Stored data entries
--- START ---
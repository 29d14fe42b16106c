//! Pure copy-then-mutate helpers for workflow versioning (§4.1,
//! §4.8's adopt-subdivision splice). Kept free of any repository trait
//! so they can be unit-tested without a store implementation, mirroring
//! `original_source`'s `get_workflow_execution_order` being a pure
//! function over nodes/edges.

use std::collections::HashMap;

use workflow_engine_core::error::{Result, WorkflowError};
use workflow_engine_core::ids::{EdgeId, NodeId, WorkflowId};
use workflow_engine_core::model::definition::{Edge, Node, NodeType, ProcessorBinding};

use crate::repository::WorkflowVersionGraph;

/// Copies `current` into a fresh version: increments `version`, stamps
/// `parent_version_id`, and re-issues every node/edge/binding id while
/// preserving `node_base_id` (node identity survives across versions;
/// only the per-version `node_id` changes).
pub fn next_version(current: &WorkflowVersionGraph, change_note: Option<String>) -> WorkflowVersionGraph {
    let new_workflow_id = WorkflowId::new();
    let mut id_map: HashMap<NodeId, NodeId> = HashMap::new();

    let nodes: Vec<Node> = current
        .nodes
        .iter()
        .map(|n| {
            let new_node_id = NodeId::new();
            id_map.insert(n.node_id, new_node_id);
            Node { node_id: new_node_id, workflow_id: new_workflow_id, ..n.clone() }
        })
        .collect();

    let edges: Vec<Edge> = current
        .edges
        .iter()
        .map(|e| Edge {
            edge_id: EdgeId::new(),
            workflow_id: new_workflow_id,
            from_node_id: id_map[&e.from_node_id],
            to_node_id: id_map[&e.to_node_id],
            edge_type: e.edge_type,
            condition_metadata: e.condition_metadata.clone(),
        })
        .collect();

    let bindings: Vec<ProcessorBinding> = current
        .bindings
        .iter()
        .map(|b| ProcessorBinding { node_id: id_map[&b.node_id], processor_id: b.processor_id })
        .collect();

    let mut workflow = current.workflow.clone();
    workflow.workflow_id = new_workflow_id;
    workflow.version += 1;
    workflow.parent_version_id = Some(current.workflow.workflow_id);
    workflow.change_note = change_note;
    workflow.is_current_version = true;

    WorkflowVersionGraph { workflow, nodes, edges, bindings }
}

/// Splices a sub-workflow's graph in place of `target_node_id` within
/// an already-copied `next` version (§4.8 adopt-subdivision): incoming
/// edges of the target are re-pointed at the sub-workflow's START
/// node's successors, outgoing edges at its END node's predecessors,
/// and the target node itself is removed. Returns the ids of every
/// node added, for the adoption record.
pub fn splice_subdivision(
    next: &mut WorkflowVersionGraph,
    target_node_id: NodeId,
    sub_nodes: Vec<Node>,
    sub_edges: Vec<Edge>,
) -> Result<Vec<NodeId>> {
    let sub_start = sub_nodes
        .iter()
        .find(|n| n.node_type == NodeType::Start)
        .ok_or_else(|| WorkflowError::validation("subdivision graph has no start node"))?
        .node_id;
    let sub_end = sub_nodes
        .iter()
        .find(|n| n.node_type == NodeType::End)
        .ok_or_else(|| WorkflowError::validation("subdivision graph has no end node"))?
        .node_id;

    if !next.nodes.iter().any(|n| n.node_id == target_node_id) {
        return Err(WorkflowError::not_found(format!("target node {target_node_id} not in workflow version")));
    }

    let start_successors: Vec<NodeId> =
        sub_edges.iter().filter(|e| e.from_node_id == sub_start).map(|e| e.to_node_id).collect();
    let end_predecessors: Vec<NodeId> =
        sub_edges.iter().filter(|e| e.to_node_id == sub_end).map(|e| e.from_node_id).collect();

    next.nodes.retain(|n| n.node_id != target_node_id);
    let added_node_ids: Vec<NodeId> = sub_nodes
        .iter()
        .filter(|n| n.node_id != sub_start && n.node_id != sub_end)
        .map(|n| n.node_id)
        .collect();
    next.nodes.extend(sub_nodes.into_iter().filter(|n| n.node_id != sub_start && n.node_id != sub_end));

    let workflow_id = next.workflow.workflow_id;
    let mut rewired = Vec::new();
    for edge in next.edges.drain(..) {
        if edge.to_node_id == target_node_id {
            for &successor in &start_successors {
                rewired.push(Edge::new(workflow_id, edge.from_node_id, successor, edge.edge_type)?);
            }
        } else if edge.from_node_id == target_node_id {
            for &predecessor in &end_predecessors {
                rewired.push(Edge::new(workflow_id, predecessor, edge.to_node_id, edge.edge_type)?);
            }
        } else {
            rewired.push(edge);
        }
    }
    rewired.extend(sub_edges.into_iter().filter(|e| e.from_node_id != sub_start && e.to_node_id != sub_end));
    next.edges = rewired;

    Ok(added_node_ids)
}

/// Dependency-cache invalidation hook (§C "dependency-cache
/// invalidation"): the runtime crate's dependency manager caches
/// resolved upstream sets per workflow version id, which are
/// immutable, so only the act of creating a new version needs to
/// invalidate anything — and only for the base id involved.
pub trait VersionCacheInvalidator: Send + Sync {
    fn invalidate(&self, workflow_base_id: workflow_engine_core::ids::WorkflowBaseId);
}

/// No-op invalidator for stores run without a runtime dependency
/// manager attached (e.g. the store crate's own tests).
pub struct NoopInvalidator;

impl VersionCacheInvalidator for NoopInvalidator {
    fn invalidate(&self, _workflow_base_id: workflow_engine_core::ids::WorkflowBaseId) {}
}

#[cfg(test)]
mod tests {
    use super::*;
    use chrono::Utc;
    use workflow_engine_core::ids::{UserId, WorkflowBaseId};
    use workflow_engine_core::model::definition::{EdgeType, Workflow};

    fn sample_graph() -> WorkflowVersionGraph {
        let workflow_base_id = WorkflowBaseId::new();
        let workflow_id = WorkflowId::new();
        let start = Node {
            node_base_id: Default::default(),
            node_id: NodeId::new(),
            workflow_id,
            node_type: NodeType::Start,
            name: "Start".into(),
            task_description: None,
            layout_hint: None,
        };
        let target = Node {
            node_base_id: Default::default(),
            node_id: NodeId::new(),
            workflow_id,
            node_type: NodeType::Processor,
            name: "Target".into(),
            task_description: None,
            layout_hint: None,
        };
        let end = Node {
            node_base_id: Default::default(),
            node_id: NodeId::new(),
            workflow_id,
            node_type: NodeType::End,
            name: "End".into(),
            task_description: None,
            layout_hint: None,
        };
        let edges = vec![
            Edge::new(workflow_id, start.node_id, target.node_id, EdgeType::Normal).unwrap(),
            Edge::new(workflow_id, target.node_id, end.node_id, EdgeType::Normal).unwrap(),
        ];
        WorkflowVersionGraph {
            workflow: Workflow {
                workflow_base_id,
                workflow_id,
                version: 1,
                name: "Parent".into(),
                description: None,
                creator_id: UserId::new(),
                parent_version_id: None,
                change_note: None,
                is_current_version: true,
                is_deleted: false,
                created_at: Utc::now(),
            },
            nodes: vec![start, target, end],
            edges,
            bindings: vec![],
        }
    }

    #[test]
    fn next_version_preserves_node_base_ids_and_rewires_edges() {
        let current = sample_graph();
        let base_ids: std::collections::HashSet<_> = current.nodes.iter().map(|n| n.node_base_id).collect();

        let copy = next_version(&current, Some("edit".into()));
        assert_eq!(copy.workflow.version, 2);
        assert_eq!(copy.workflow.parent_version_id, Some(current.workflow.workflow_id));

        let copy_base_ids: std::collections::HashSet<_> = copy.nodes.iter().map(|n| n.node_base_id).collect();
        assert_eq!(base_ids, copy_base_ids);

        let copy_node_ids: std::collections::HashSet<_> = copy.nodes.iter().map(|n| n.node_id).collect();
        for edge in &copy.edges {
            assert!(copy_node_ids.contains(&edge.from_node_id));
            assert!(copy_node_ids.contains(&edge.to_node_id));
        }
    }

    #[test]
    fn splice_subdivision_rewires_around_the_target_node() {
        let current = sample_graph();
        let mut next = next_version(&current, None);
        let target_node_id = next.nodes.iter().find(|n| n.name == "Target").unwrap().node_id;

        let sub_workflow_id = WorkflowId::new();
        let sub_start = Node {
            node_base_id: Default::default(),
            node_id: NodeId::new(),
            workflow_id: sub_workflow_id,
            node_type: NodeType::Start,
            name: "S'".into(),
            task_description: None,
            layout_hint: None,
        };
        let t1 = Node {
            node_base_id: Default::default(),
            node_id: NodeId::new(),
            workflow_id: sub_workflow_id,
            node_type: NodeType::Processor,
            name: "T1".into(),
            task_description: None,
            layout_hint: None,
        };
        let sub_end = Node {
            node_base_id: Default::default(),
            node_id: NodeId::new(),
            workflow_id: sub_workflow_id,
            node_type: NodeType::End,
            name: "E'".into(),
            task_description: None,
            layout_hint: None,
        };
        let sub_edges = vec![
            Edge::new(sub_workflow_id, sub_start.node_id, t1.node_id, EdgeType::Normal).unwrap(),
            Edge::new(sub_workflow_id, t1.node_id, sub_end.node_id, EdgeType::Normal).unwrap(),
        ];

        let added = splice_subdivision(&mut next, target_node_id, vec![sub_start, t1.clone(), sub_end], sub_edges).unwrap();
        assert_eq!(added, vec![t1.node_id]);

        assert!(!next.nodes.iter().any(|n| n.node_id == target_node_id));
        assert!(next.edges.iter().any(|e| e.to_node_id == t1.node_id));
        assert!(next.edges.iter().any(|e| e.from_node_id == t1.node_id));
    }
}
--- END ---
▸ PROBLEM DESCRIPTION
Using the entries shown above, reproduce verbatim the lines from the line bearing "use crate::repository::WorkflowVersionGraph;" to the line bearing "ids of every", inclusive.

▸ RESPONSE TO THE EXERCISE
use crate::repository::WorkflowVersionGraph;

/// Copies `current` into a fresh version: increments `version`, stamps
/// `parent_version_id`, and re-issues every node/edge/binding id while
/// preserving `node_base_id` (node identity survives across versions;
/// only the per-version `node_id` changes).
pub fn next_version(current: &WorkflowVersionGraph, change_note: Option<String>) -> WorkflowVersionGraph {
    let new_workflow_id = WorkflowId::new();
    let mut id_map: HashMap<NodeId, NodeId> = HashMap::new();

    let nodes: Vec<Node> = current
        .nodes
        .iter()
        .map(|n| {
            let new_node_id = NodeId::new();
            id_map.insert(n.node_id, new_node_id);
            Node { node_id: new_node_id, workflow_id: new_workflow_id, ..n.clone() }
        })
        .collect();

    let edges: Vec<Edge> = current
        .edges
        .iter()
        .map(|e| Edge {
            edge_id: EdgeId::new(),
            workflow_id: new_workflow_id,
            from_node_id: id_map[&e.from_node_id],
            to_node_id: id_map[&e.to_node_id],
            edge_type: e.edge_type,
            condition_metadata: e.condition_metadata.clone(),
        })
        .collect();

    let bindings: Vec<ProcessorBinding> = current
        .bindings
        .iter()
        .map(|b| ProcessorBinding { node_id: id_map[&b.node_id], processor_id: b.processor_id })
        .collect();

    let mut workflow = current.workflow.clone();
    workflow.workflow_id = new_workflow_id;
    workflow.version += 1;
    workflow.parent_version_id = Some(current.workflow.workflow_id);
    workflow.change_note = change_note;
    workflow.is_current_version = true;

    WorkflowVersionGraph { workflow, nodes, edges, bindings }
}

/// Splices a sub-workflow's graph in place of `target_node_id` within
/// an already-copied `next` version (§4.8 adopt-subdivision): incoming
/// edges of the target are re-pointed at the sub-workflow's START
/// node's successors, outgoing edges at its END node's predecessors,
/// and the target node itself is removed. Returns the ids of every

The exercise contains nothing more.